I've long maintained that the right-wing insistence on the private sector as the solution to any problem is pure bullshit -- and it looks like it's becoming more and more obvious, now that we have an out-and-out plutocrat in the White House, just how much of a sham it is. Have the private sector take care of infrastructure? That means every road is a toll road. Turn Social Security over to Wall Street? We've seen how good the banksters are with other people's money -- remember the Great Recession of 2008? Make all schools private schools? We know where that leads -- teachers treated like serfs and children graduating without knowing anything. Oh, and how about access to health insurance through the private sector? We know how that worked out: excellent care, for the few who can afford it.

Yes, government does have a very necessary role in all that sort of stuff.

Read the whole thing -- some interesting analysis there.

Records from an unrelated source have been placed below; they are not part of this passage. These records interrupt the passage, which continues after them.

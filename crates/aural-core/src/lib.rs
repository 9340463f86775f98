//! Aural Core - real-time spatial audio mixing
//!
//! Renders spatialized point sources, ambient sources and a listener effect
//! graph into the interleaved period consumed by the audio device, under a
//! hard per-callback deadline.

pub mod audio;
pub mod config;
pub mod types;
pub mod effect;
pub mod spatial;
pub mod engine;

pub use types::*;
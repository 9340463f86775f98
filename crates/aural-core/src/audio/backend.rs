//! Running output system handles

use std::sync::Arc;

use super::config::StreamFormat;
use crate::engine::{AudioEngine, RenderAtomics};

/// Keeps the device stream alive; drop to stop audio
pub struct OutputHandle {
    pub(crate) _stream: cpal::Stream,
    pub(crate) device_name: String,
}

impl OutputHandle {
    pub fn device_name(&self) -> &str {
        &self.device_name
    }
}

/// Result of starting the audio system
///
/// The engine is the simulation thread's entry point; the renderer already
/// lives inside the device callback.
pub struct AudioSystem {
    pub handle: OutputHandle,
    pub engine: AudioEngine,
    pub atomics: Arc<RenderAtomics>,
    /// Format actually negotiated with the device
    pub format: StreamFormat,
    /// One-way output latency of one period
    pub latency_ms: f32,
}
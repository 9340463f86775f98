//! Output device enumeration
//!
//! Devices are listed from every available cpal host so a config can pin
//! both the device and the host it lives on.

use cpal::traits::{DeviceTrait, HostTrait};
use cpal::{Host, HostId};

use super::config::DeviceId;
use super::error::{AudioError, AudioResult};

/// Sample rates reported when they fall inside a device's supported range
const COMMON_SAMPLE_RATES: [u32; 6] = [44100, 48000, 88200, 96000, 176400, 192000];

/// Display name for a host ID
fn host_name(host_id: HostId) -> String {
    let name = format!("{:?}", host_id);
    match name.as_str() {
        "Alsa" => "ALSA".to_string(),
        "Jack" => "JACK".to_string(),
        "Wasapi" => "WASAPI".to_string(),
        _ => name,
    }
}

fn host_by_name(name: &str) -> Option<Host> {
    cpal::available_hosts()
        .into_iter()
        .find(|id| host_name(*id) == name)
        .and_then(|id| cpal::host_from_id(id).ok())
}

/// An output device and what it supports
#[derive(Debug, Clone)]
pub struct AudioDevice {
    pub id: DeviceId,
    pub name: String,
    pub host: String,
    /// Default output device of its host
    pub is_default: bool,
    pub sample_rates: Vec<u32>,
    pub max_channels: u16,
    /// At least one configuration offers `f32` samples
    pub supports_f32: bool,
}

impl std::fmt::Display for AudioDevice {
    fn fmt(&self, f: &mut std::fmt::Formatter<'_>) -> std::fmt::Result {
        write!(f, "[{}] {}", self.host, self.name)
    }
}

/// List output devices from all hosts, default devices first
pub fn get_output_devices() -> AudioResult<Vec<AudioDevice>> {
    let mut devices = Vec::new();

    for host_id in cpal::available_hosts() {
        let host = match cpal::host_from_id(host_id) {
            Ok(h) => h,
            Err(e) => {
                log::debug!("Could not initialize host {:?}: {}", host_id, e);
                continue;
            }
        };
        let host_label = host_name(host_id);
        let default_name = host
            .default_output_device()
            .and_then(|d: cpal::Device| d.name().ok());

        let outputs = match host.output_devices() {
            Ok(d) => d,
            Err(e) => {
                log::debug!("Could not enumerate devices for {:?}: {}", host_id, e);
                continue;
            }
        };

        for device in outputs {
            let Ok(name) = device.name() else {
                continue;
            };
            let configs: Vec<_> = match device.supported_output_configs() {
                Ok(c) => c.collect(),
                Err(_) => continue,
            };
            if configs.is_empty() {
                continue;
            }

            let mut sample_rates = Vec::new();
            let mut max_channels = 0u16;
            let mut supports_f32 = false;
            for config in &configs {
                max_channels = max_channels.max(config.channels());
                supports_f32 |= config.sample_format() == cpal::SampleFormat::F32;
                for rate in COMMON_SAMPLE_RATES {
                    if rate >= config.min_sample_rate().0
                        && rate <= config.max_sample_rate().0
                        && !sample_rates.contains(&rate)
                    {
                        sample_rates.push(rate);
                    }
                }
            }
            sample_rates.sort_unstable();

            devices.push(AudioDevice {
                id: DeviceId::with_host(&name, &host_label),
                is_default: default_name.as_ref() == Some(&name),
                name,
                host: host_label.clone(),
                sample_rates,
                max_channels,
                supports_f32,
            });
        }
    }

    if devices.is_empty() {
        return Err(AudioError::NoDevices);
    }

    devices.sort_by(|a, b| {
        b.is_default
            .cmp(&a.is_default)
            .then_with(|| a.host.cmp(&b.host))
            .then_with(|| a.name.cmp(&b.name))
    });
    log::info!("Enumerated {} audio output devices", devices.len());

    Ok(devices)
}

/// Find a cpal device by ID
///
/// Searches the named host if the ID carries one, otherwise every host.
pub fn find_device_by_id(id: &DeviceId) -> AudioResult<cpal::Device> {
    if let Some(host) = id.host.as_deref().and_then(host_by_name) {
        return host
            .output_devices()
            .map_err(|e| AudioError::ConfigError(e.to_string()))?
            .find(|d: &cpal::Device| d.name().ok().as_ref() == Some(&id.name))
            .ok_or_else(|| AudioError::DeviceNotFound(id.display_label()));
    }

    for host_id in cpal::available_hosts() {
        let Ok(host) = cpal::host_from_id(host_id) else {
            continue;
        };
        if let Ok(mut outputs) = host.output_devices() {
            if let Some(device) = outputs.find(|d: &cpal::Device| d.name().ok().as_ref() == Some(&id.name)) {
                return Ok(device);
            }
        }
    }

    Err(AudioError::DeviceNotFound(id.display_label()))
}

/// The default host's default output device
pub fn default_output_device() -> AudioResult<cpal::Device> {
    cpal::default_host()
        .default_output_device()
        .ok_or_else(|| AudioError::NoDefaultDevice("No default output device".to_string()))
}
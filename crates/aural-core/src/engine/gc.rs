//! RT-safe garbage collection for snapshot object graphs
//!
//! Sources, rooms and effect graphs are referenced from snapshots through
//! `basedrop::Shared<T>`. When the last reference is dropped on the audio
//! thread or a render worker, the allocation is only enqueued; a dedicated
//! collector thread frees it later, where latency doesn't matter.
//!
//! Each [`AudioEngine`](super::AudioEngine) owns its own collector, so two
//! engines in one process never share state and dropping the engine stops
//! the thread.
//!
//! ```ignore
//! let source = Shared::new(&engine.gc_handle(), my_source);
//! let for_snapshot = source.clone();
//! drop(source);
//! drop(for_snapshot); // queued for the GC thread, not freed here
//! ```

use std::sync::atomic::{AtomicBool, Ordering};
use std::sync::{mpsc, Arc};
use std::thread::{self, JoinHandle};
use std::time::Duration;

use basedrop::{Collector, Handle};

use crate::audio::{AudioError, AudioResult};

/// How often the collector thread reclaims deferred drops
const COLLECT_INTERVAL: Duration = Duration::from_millis(100);

/// Owns the collector thread for one engine instance
pub struct GarbageCollector {
    handle: Handle,
    stop: Arc<AtomicBool>,
    thread: Option<JoinHandle<()>>,
}

impl GarbageCollector {
    /// Spawn the collector thread and wait for its handle
    pub fn start() -> AudioResult<Self> {
        let (tx, rx) = mpsc::channel();
        let stop = Arc::new(AtomicBool::new(false));
        let thread_stop = stop.clone();

        let thread = thread::Builder::new()
            .name("audio-gc".to_string())
            .spawn(move || {
                // Collector is !Sync, so it is created on the thread that runs it
                let mut collector = Collector::new();
                if tx.send(collector.handle()).is_err() {
                    return;
                }
                log::info!("Audio GC thread started");

                while !thread_stop.load(Ordering::Relaxed) {
                    collector.collect();
                    thread::park_timeout(COLLECT_INTERVAL);
                }

                // Final sweep; anything still referenced elsewhere is leaked
                // to the remaining owners rather than freed under them.
                collector.collect();
                log::debug!(
                    "Audio GC thread stopped ({} allocations outstanding)",
                    collector.alloc_count()
                );
            })
            .map_err(|e| AudioError::ThreadSpawnFailed(format!("audio-gc: {}", e)))?;

        let handle = rx
            .recv()
            .map_err(|_| AudioError::ThreadSpawnFailed("audio-gc exited early".to_string()))?;

        Ok(Self {
            handle,
            stop,
            thread: Some(thread),
        })
    }

    /// Handle for creating `Shared<T>` allocations
    ///
    /// Cheap to clone; may be moved to other threads.
    pub fn handle(&self) -> Handle {
        self.handle.clone()
    }
}

impl Drop for GarbageCollector {
    fn drop(&mut self) {
        self.stop.store(true, Ordering::Relaxed);
        if let Some(thread) = self.thread.take() {
            thread.thread().unpark();
            let _ = thread.join();
        }
    }
}

impl std::fmt::Debug for GarbageCollector {
    fn fmt(&self, f: &mut std::fmt::Formatter<'_>) -> std::fmt::Result {
        f.debug_struct("GarbageCollector")
            .field("running", &self.thread.is_some())
            .finish()
    }
}

#[cfg(test)]
mod tests {
    use super::*;
    use basedrop::Shared;
    use std::sync::atomic::AtomicUsize;

    struct Counted(Arc<AtomicUsize>);

    impl Drop for Counted {
        fn drop(&mut self) {
            self.0.fetch_add(1, Ordering::SeqCst);
        }
    }

    #[test]
    fn test_deferred_drop_runs_on_collector() {
        let drops = Arc::new(AtomicUsize::new(0));
        let gc = GarbageCollector::start().unwrap();

        let value = Shared::new(&gc.handle(), Counted(drops.clone()));
        let clone = value.clone();
        drop(value);
        drop(clone);

        // Dropping the collector performs a final sweep and joins
        drop(gc);
        assert_eq!(drops.load(Ordering::SeqCst), 1);
    }
}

Update: And another, via Digby, on the same topic (sort of):

Myth 3: The Country Should Be Run Like a Business

Related to the above two myths is the idea that the best person for the presidency is not only a political outsider, but one with experience running a business. Again, this is pretty bizarre. Businesses and governments do very different things to create jobs, providing mandated services is very different from serving voluntary customers for profit, and the federal government can print money and run debts over a very long time period while that might prove fatal to a business. But this, too, was one of Trump’s rationales for running for office; he made money in the private sector (at least in some years), so he’d be good for the government’s bottom line.

The idea that government should show a profit, or at least break even, is sort of bizarre when you look at it: over the past few decades, it's been pretty much proven that the economy does best when the government is running a deficit -- not a big deficit (but then, maybe we should stop giving the ultra-wealthy and the multinationals a free ride), but a moderate deficit.

Read this one, too -- it's short.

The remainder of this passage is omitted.